### WHAT TO PRODUCE
Whenever the word "stale" shows up in a line of the data, copy that line.

[Saved data entries]
//! The local shard: a thread-safe facade over the hash store and the
//! expiration machinery.
//!
//! One mutex (the "world" lock) guards the map, the expiry heap and
//! the timer together. Every operation takes the lock for its own
//! duration only; a multi-step request (load then store) re-enters it
//! per step and is not atomic as a whole, which is acceptable because
//! all writes for a key land on its owning node.

use crate::error::StoreError;
use crate::hash::HashStore;
use crate::record::Record;
use crate::request::Request;
use crate::ttl::{RefreshTimer, TimeHeap};
use parking_lot::Mutex;
use std::sync::{Arc, Weak};
use tracing::debug;

/// Shard construction parameters.
#[derive(Debug, Clone, Copy)]
pub struct ShardConfig {
    /// Initial capacity of the hash store and expiry heap.
    pub capacity: usize,
}

impl Default for ShardConfig {
    fn default() -> Self {
        ShardConfig { capacity: 1024 }
    }
}

struct World {
    hash: HashStore,
    expire_heap: TimeHeap,
    expire_timer: RefreshTimer,
}

/// A mutex-guarded record store with TTL expiry.
pub struct Shard {
    world: Mutex<World>,

    /// Handle back to this shard for timer callbacks; timers must not
    /// keep the shard alive on their own.
    weak: Weak<Shard>,
}

impl std::fmt::Debug for Shard {
    fn fmt(&self, f: &mut std::fmt::Formatter<'_>) -> std::fmt::Result {
        f.debug_struct("Shard").finish_non_exhaustive()
    }
}

impl Shard {
    /// Create a shard. Returned behind `Arc` because expiry timers
    /// call back into it.
    pub fn new(config: ShardConfig) -> Arc<Shard> {
        Arc::new_cyclic(|weak| Shard {
            weak: weak.clone(),
            world: Mutex::new(World {
                hash: HashStore::with_capacity(config.capacity),
                expire_heap: TimeHeap::with_capacity(config.capacity),
                expire_timer: RefreshTimer::default(),
            }),
        })
    }

    /// Process a typed request against this shard.
    pub fn serve(&self, req: &Request) -> Result<Record, StoreError> {
        req.process(self)
    }

    /// All keys stored on this shard.
    pub fn keys(&self) -> Vec<String> {
        self.world.lock().hash.keys().to_vec()
    }

    /// Load the record under `key`. A record that outlived its
    /// expiration but was not yet swept is deleted here and reported
    /// as missing.
    pub fn load(&self, key: &str) -> Option<Record> {
        let mut world = self.world.lock();
        let rec = world.hash.load(key)?;
        if rec.is_expired() {
            debug!(key, "expired on load, deleting");
            world.hash.delete(key);
            return None;
        }
        Some(rec)
    }

    /// Store a record under `key`. Non-permanent records are scheduled
    /// for expiry.
    pub fn store(&self, key: &str, rec: Record) -> Record {
        let mut world = self.world.lock();
        let stored = world.hash.store(key, rec);
        if stored.is_permanent() {
            return stored;
        }

        let cutoff = stored.expires_at();
        world.expire_heap.push(cutoff, key.to_string());

        debug!(key, cutoff, "scheduling expiry sweep");
        let weak = self.weak.clone();
        world.expire_timer.after_func(cutoff, move || {
            if let Some(shard) = weak.upgrade() {
                shard.delete_after(cutoff);
            }
        });
        stored
    }

    /// Remove `key` from the shard. Any heap entry for it goes stale
    /// and is skipped when it surfaces.
    pub fn delete(&self, key: &str) {
        self.world.lock().hash.delete(key);
    }

    /// Number of records currently stored.
    pub fn len(&self) -> usize {
        self.world.lock().hash.len()
    }

    /// Whether the shard holds no records.
    pub fn is_empty(&self) -> bool {
        self.world.lock().hash.is_empty()
    }

    /// Timer callback: sweep everything due at `cutoff`, then re-arm
    /// for the next pending expiration, if any.
    fn delete_after(&self, cutoff: u64) {
        self.delete_expired_keys(cutoff);

        let mut world = self.world.lock();
        let next = match world.expire_heap.peek() {
            Some(entry) => entry.at,
            // No temporary keys left; the timer stays idle until the
            // next non-permanent store.
            None => return,
        };

        debug!(next, "re-arming expiry sweep");
        let weak = self.weak.clone();
        world.expire_timer.after_func(next, move || {
            if let Some(shard) = weak.upgrade() {
                shard.delete_after(next);
            }
        });
    }

    /// Pop heap entries due at or before `cutoff`, deleting the keys
    /// whose live record still matches the scheduled expiration.
    /// Entries for deleted or re-stored keys are discarded unmatched.
    pub fn delete_expired_keys(&self, cutoff: u64) {
        let mut world = self.world.lock();
        loop {
            match world.expire_heap.peek() {
                Some(entry) if entry.at <= cutoff => {}
                _ => break,
            }
            let Some(entry) = world.expire_heap.pop() else {
                break;
            };

            let live = world
                .hash
                .get(&entry.key)
                .is_some_and(|rec| !rec.is_permanent() && rec.expires_at() == entry.at);
            if live {
                debug!(key = %entry.key, "deleting expired key");
                world.hash.delete(&entry.key);
            }
        }
    }
}

// ---------------------------------------------------------------------------
// Tests
// ---------------------------------------------------------------------------

#[cfg(test)]
mod tests {
    use super::*;
    use crate::record::Value;
    use std::time::Duration;

    #[tokio::test]
    async fn test_lazy_expiry_on_load() {
        let shard = Shard::new(ShardConfig::default());

        shard.store("1", Record::with_expiry(Value::Int(1), 1));
        tokio::time::sleep(Duration::from_millis(100)).await;
        assert!(shard.load("1").is_none());

        shard.store("2", Record::with_expiry(Value::Int(2), 0));
        let rec = shard.load("2").unwrap();
        assert_eq!(rec.data, Value::Int(2));
    }

    #[tokio::test]
    async fn test_sweep_removes_expired_records() {
        let shard = Shard::new(ShardConfig::default());

        shard.store("gone", Record::with_expiry(Value::Int(1), 5));
        shard.store("kept", Record::with_expiry(Value::Int(2), 0));

        // Give the timer a chance to fire and purge.
        tokio::time::sleep(Duration::from_millis(200)).await;
        assert_eq!(shard.len(), 1);
        assert!(shard.load("kept").is_some());
    }

    #[tokio::test]
    async fn test_restore_supersedes_expiry() {
        let shard = Shard::new(ShardConfig::default());

        shard.store("k", Record::with_expiry(Value::Int(1), 20));
        // Overwrite as permanent before the sweep runs; the stale heap
        // entry must not take the record with it.
        shard.store("k", Record::with_expiry(Value::Int(2), 0));

        tokio::time::sleep(Duration::from_millis(200)).await;
        let rec = shard.load("k").unwrap();
        assert_eq!(rec.data, Value::Int(2));
        assert_eq!(rec.meta.index, 2);
    }

    #[tokio::test]
    async fn test_delete_then_sweep_is_quiet() {
        let shard = Shard::new(ShardConfig::default());

        shard.store("k", Record::with_expiry(Value::Int(1), 10));
        shard.delete("k");
        shard.store("k", Record::with_expiry(Value::Int(2), 0));

        tokio::time::sleep(Duration::from_millis(200)).await;
        assert_eq!(shard.load("k").unwrap().data, Value::Int(2));
    }

    #[tokio::test]
    async fn test_delete_expired_keys_respects_cutoff() {
        let shard = Shard::new(ShardConfig::default());

        shard.store("soon", Record::with_expiry(Value::Int(1), 1));
        shard.store("later", Record::with_expiry(Value::Int(2), 60_000));
        tokio::time::sleep(Duration::from_millis(50)).await;

        shard.delete_expired_keys(crate::record::now_millis());

        let world = shard.world.lock();
        assert!(world.hash.get("soon").is_none());
        assert!(world.hash.get("later").is_some());
        assert_eq!(world.expire_heap.len(), 1);
    }

    #[tokio::test]
    async fn test_store_returns_metadata() {
        let shard = Shard::new(ShardConfig::default());

        let first = shard.store("k", Record::with_expiry(Value::Int(1), 0));
        let second = shard.store("k", Record::with_expiry(Value::Int(2), 0));

        assert_eq!(first.meta.index, 1);
        assert_eq!(second.meta.index, 2);
        assert_eq!(first.meta.created_at, second.meta.created_at);
    }
}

### WRITTEN ANSWER
    /// Remove `key` from the shard. Any heap entry for it goes stale
        // Overwrite as permanent before the sweep runs; the stale heap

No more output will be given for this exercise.